Collected data entries
*** Begin section ***

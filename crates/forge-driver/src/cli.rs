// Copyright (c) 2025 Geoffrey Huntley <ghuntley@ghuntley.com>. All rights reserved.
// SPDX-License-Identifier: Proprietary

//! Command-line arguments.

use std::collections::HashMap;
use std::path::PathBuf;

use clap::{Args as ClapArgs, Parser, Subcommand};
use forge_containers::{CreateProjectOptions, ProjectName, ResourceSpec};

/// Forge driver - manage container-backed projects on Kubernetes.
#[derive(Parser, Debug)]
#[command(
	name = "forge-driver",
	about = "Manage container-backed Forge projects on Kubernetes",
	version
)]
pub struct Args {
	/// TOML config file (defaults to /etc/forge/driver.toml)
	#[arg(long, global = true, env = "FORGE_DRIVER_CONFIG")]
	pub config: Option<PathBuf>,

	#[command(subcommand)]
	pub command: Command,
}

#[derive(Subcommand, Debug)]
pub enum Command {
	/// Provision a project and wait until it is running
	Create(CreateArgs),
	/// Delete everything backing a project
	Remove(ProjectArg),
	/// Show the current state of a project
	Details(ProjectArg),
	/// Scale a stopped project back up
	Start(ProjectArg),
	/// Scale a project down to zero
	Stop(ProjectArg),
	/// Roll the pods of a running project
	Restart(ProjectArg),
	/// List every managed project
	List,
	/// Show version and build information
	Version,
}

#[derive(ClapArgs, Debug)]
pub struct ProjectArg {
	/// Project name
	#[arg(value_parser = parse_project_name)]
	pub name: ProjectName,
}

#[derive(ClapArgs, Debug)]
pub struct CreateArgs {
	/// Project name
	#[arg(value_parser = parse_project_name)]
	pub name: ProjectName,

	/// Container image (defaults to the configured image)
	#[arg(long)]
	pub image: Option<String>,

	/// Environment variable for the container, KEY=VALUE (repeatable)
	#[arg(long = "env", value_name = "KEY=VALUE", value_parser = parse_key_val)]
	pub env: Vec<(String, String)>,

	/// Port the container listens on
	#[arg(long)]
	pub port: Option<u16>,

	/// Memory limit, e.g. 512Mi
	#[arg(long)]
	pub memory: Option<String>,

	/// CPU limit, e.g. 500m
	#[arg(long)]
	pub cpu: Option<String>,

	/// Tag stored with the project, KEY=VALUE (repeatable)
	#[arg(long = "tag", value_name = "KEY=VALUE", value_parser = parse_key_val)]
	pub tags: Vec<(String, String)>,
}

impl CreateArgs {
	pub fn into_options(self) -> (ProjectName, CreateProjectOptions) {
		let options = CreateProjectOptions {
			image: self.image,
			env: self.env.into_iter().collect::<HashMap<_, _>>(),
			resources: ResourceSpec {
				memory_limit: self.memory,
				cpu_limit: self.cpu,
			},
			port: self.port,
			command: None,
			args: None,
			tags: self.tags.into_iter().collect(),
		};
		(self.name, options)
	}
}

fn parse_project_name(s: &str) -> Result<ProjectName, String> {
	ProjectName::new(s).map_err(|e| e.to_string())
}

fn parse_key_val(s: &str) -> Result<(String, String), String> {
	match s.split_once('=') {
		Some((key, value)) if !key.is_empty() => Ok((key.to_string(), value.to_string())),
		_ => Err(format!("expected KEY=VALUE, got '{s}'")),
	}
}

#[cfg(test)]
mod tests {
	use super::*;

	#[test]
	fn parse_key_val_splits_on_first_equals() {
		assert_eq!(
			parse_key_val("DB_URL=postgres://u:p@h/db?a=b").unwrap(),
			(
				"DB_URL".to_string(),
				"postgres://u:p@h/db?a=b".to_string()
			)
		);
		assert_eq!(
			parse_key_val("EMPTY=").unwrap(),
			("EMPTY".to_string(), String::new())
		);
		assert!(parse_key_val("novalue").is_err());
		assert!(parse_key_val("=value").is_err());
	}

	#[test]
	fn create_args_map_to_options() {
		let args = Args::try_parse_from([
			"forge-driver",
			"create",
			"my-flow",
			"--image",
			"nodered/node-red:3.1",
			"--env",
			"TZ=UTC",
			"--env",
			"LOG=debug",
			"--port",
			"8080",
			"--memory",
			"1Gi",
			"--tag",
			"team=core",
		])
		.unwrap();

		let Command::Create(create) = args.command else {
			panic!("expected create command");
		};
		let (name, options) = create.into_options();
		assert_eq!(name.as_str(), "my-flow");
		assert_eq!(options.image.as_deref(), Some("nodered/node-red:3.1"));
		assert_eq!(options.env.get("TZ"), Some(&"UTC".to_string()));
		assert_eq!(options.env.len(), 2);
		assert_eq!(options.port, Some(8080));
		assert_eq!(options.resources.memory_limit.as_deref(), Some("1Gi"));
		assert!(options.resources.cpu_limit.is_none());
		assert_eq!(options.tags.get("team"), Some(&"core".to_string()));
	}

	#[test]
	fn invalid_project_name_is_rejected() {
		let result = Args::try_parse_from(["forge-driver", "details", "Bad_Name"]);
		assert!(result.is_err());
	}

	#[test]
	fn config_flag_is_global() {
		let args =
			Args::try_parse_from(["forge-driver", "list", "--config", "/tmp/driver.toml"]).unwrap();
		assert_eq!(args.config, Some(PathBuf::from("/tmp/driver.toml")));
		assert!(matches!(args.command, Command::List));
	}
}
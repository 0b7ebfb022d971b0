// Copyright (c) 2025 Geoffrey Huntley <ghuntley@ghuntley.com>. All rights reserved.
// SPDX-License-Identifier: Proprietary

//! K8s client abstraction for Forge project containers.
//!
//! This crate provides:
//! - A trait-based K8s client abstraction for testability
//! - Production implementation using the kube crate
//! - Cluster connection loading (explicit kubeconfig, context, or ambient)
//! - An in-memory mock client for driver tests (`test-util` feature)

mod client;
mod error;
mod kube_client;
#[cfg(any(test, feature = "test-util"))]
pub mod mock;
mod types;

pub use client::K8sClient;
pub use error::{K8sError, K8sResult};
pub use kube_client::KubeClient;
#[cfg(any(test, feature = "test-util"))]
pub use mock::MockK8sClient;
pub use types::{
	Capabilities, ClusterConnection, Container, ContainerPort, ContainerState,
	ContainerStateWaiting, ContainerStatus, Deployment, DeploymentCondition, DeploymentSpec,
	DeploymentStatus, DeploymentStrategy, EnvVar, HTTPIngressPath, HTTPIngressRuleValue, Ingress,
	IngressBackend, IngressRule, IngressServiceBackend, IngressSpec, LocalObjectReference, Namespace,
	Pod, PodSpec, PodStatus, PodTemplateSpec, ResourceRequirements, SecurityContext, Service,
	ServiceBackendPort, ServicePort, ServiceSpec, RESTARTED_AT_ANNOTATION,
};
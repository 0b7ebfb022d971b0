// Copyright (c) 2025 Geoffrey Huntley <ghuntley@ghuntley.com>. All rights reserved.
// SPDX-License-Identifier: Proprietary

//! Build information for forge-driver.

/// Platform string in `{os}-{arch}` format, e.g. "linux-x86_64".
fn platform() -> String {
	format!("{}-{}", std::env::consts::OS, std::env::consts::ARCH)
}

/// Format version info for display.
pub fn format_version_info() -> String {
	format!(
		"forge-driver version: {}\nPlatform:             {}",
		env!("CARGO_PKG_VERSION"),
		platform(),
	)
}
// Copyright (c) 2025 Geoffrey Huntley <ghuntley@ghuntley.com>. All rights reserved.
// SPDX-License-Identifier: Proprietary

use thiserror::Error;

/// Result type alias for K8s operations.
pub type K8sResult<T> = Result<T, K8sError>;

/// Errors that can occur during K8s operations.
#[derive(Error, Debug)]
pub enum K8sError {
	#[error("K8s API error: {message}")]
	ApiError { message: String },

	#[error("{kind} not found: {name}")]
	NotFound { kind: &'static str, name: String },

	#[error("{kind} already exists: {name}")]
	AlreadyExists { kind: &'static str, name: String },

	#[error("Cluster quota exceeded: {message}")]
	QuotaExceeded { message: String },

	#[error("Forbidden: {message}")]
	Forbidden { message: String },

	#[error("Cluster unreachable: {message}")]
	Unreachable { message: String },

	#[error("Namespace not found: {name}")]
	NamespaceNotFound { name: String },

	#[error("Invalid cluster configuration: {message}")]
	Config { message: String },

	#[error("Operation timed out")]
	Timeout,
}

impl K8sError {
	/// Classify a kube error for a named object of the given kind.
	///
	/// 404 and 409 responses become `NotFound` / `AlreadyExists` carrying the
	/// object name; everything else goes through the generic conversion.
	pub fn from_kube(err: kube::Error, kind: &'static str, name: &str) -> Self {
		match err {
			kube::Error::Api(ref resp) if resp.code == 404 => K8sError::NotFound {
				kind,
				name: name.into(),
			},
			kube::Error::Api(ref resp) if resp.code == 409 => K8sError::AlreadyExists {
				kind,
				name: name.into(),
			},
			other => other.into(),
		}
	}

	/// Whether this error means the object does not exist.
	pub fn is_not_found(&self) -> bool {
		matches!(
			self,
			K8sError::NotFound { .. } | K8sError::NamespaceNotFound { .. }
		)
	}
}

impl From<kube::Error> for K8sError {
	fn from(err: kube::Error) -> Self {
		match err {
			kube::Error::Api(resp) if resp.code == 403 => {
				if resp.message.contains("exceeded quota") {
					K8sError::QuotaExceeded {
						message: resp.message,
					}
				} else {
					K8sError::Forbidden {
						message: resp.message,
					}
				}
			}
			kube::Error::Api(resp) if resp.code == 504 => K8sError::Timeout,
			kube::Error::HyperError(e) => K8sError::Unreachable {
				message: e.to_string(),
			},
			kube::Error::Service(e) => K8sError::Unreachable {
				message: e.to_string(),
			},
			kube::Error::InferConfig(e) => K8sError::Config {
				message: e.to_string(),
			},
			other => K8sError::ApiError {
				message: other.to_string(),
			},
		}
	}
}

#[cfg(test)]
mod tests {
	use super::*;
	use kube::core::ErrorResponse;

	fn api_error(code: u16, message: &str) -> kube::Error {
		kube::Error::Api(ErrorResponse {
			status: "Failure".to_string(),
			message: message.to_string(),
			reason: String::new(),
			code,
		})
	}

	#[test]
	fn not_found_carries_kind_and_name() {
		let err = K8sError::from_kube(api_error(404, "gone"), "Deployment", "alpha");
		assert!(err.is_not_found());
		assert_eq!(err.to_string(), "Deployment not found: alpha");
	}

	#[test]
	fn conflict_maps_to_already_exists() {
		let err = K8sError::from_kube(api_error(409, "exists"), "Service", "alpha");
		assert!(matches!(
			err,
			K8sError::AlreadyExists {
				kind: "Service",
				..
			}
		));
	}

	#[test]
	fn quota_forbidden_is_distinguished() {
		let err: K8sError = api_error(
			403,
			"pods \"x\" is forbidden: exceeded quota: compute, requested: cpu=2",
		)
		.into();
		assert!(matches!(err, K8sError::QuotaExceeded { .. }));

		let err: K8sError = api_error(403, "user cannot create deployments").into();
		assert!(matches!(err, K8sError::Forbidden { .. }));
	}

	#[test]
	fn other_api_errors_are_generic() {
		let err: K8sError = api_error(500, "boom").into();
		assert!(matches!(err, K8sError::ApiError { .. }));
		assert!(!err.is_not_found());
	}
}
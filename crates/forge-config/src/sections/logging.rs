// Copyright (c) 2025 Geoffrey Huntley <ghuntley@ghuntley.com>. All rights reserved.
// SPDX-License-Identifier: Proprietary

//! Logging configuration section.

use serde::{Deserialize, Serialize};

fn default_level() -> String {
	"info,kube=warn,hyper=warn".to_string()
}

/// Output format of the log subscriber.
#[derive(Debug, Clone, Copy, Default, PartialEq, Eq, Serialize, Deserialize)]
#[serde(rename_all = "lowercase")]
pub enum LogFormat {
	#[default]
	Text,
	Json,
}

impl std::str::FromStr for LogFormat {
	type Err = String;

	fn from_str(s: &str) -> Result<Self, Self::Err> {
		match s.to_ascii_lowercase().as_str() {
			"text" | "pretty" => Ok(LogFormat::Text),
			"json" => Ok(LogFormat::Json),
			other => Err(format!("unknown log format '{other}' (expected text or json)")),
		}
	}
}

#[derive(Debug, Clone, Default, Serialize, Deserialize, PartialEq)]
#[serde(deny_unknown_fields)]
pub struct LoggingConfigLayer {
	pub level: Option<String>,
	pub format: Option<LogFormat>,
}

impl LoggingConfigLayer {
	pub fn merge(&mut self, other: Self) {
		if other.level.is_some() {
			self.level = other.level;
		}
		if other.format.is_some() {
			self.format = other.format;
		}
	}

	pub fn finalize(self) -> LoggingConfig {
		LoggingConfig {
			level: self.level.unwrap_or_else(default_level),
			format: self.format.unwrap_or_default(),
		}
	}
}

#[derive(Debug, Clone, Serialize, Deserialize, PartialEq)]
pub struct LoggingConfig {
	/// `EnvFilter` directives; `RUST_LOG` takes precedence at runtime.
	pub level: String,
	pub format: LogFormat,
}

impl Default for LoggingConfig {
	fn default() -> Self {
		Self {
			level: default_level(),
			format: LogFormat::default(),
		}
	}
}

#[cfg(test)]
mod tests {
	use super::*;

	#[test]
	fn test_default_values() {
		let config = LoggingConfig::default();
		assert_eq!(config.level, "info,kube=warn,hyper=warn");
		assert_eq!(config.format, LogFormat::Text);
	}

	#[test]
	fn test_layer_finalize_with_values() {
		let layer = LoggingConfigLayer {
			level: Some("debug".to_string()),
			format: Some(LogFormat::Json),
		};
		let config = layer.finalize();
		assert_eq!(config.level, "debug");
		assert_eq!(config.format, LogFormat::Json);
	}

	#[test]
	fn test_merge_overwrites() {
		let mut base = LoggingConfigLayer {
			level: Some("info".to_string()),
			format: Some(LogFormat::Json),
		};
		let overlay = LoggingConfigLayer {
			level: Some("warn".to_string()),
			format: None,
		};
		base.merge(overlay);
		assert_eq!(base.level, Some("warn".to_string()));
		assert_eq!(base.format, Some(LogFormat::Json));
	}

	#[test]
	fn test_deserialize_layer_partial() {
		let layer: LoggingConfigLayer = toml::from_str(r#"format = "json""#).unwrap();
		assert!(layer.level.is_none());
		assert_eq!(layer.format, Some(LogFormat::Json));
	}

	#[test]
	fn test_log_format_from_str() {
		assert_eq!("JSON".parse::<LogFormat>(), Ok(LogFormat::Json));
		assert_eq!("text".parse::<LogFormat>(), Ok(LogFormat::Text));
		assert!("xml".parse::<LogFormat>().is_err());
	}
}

*** End section ***

Using the records above, select and copy every line that has the word "enum".

pub enum Command {
pub enum K8sError {
pub enum LogFormat {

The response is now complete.